Marhaban ya Ramadhan 1431 H.

Alhamdulillah masih diberi nikmat umur panjang sehingga bisa berjumpa kembali dengan bulan ramadhan tahun ini. Semoga kesempatan beribadah di bulan ramadhan itu masih ada untuk tahun depan, tahun depannya lagi, dan seterusnya. Amin.

Saat ramadhan adalah saat anak-anak sangat bersemangat datang ke tempat ibadah seperti masjid atau mushola. Bertemu banyak teman, dapat kenalan baru, banyak kegiatan yang bisa dilakukan bersama, sangat menyenangkan.

Sebenarnya bukan saya tidak suka beribadah di mushola belakang rumah. Mushola kami ini saat ramadhan selalu penuh, sayang terlalu berisik. Dan karena mushola kami kecil adanya, tentu kenyamanan jamaah tidak terlalu terjamin. Dua buah kipas angin tidak mampu lagi mendinginkan udara di dalam mushola. Gerah.

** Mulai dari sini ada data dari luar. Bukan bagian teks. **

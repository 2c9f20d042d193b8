//! Crawler module for fetching and processing the crawl frontier
//!
//! This module contains the core crawling logic, including:
//! - HTTP fetching with retry and protocol fallback
//! - The dual-queue frontier and the delay throttle
//! - Overall crawl coordination

mod coordinator;
pub mod fetcher;
pub mod scheduler;

pub use coordinator::{Coordinator, CrawlSession};
pub use fetcher::{build_http_client, FetchMode, FetchOutcome, Fetcher};
pub use scheduler::{Frontier, FrontierEntry, Throttle};

use std::path::Path;
use std::sync::Arc;

use crate::config::Config;
use crate::output::{CrawlStatistics, JsonLinesSink, RecordSink};
use crate::storage::{FsSnapshotStore, SnapshotStore, SqliteStorage};
use crate::Result;

/// Builds the snapshot store and record sink named by the output config
///
/// With `database-path` set, one SQLite database holds both snapshots and
/// records. Otherwise snapshots go to `snapshot-dir` and records to
/// `records-path` as JSON lines, or to stdout.
pub fn open_backends(config: &Config) -> Result<(Arc<dyn SnapshotStore>, Arc<dyn RecordSink>)> {
    if let Some(db_path) = &config.output.database_path {
        let storage = Arc::new(SqliteStorage::new(Path::new(db_path))?);
        tracing::info!("Storing snapshots and records in {}", db_path);
        let snapshots: Arc<dyn SnapshotStore> = storage.clone();
        let sink: Arc<dyn RecordSink> = storage;
        return Ok((snapshots, sink));
    }

    let snapshots: Arc<dyn SnapshotStore> =
        Arc::new(FsSnapshotStore::new(&config.output.snapshot_dir));
    let sink: Arc<dyn RecordSink> = match &config.output.records_path {
        Some(path) => Arc::new(JsonLinesSink::to_path(Path::new(path))?),
        None => Arc::new(JsonLinesSink::stdout()),
    };
    Ok((snapshots, sink))
}

/// Runs a complete crawl with the backends from the config
///
/// This is the main entry point for starting a crawl. It will:
/// 1. Open the snapshot store and record sink
/// 2. Resolve the seed against the scope
/// 3. Run the crawl loop until the frontier drains or `max-pages` is hit
///
/// # Example
///
/// ```no_run
/// use campus_harvest::config::load_config;
/// use campus_harvest::crawler::run_crawl;
/// use std::path::Path;
///
/// # async fn example() -> Result<(), Box<dyn std::error::Error>> {
/// let config = load_config(Path::new("harvest.toml"))?;
/// let stats = run_crawl(config).await?;
/// println!("{} records", stats.records());
/// # Ok(())
/// # }
/// ```
pub async fn run_crawl(config: Config) -> Result<CrawlStatistics> {
    let (snapshots, sink) = open_backends(&config)?;
    let mut coordinator = Coordinator::new(config, snapshots, sink)?;
    coordinator.run().await
}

Sehingga saya merasa cukup punya alasan untuk tidak turut serta memakmurkan mushola kampung saya ini.

Saya memilih sholat berjamaah di masjid yang lebih besar. Masjid dengan tata suara yang lebih baik (cukup untuk menutup suara berisik anak-anak). Masjid dengan sirkulasi udara yang lebih nyaman. Ditambah bonus kultum yang variatif dan lebih berbobot.
Sehingga ibadah saya pun akan menjadi lebih khusuk. Begitukah? Beberapa kenalan saya ternyata mempunyai alasan hampir sama. Jadi, anggap saja alasan saya benar adanya.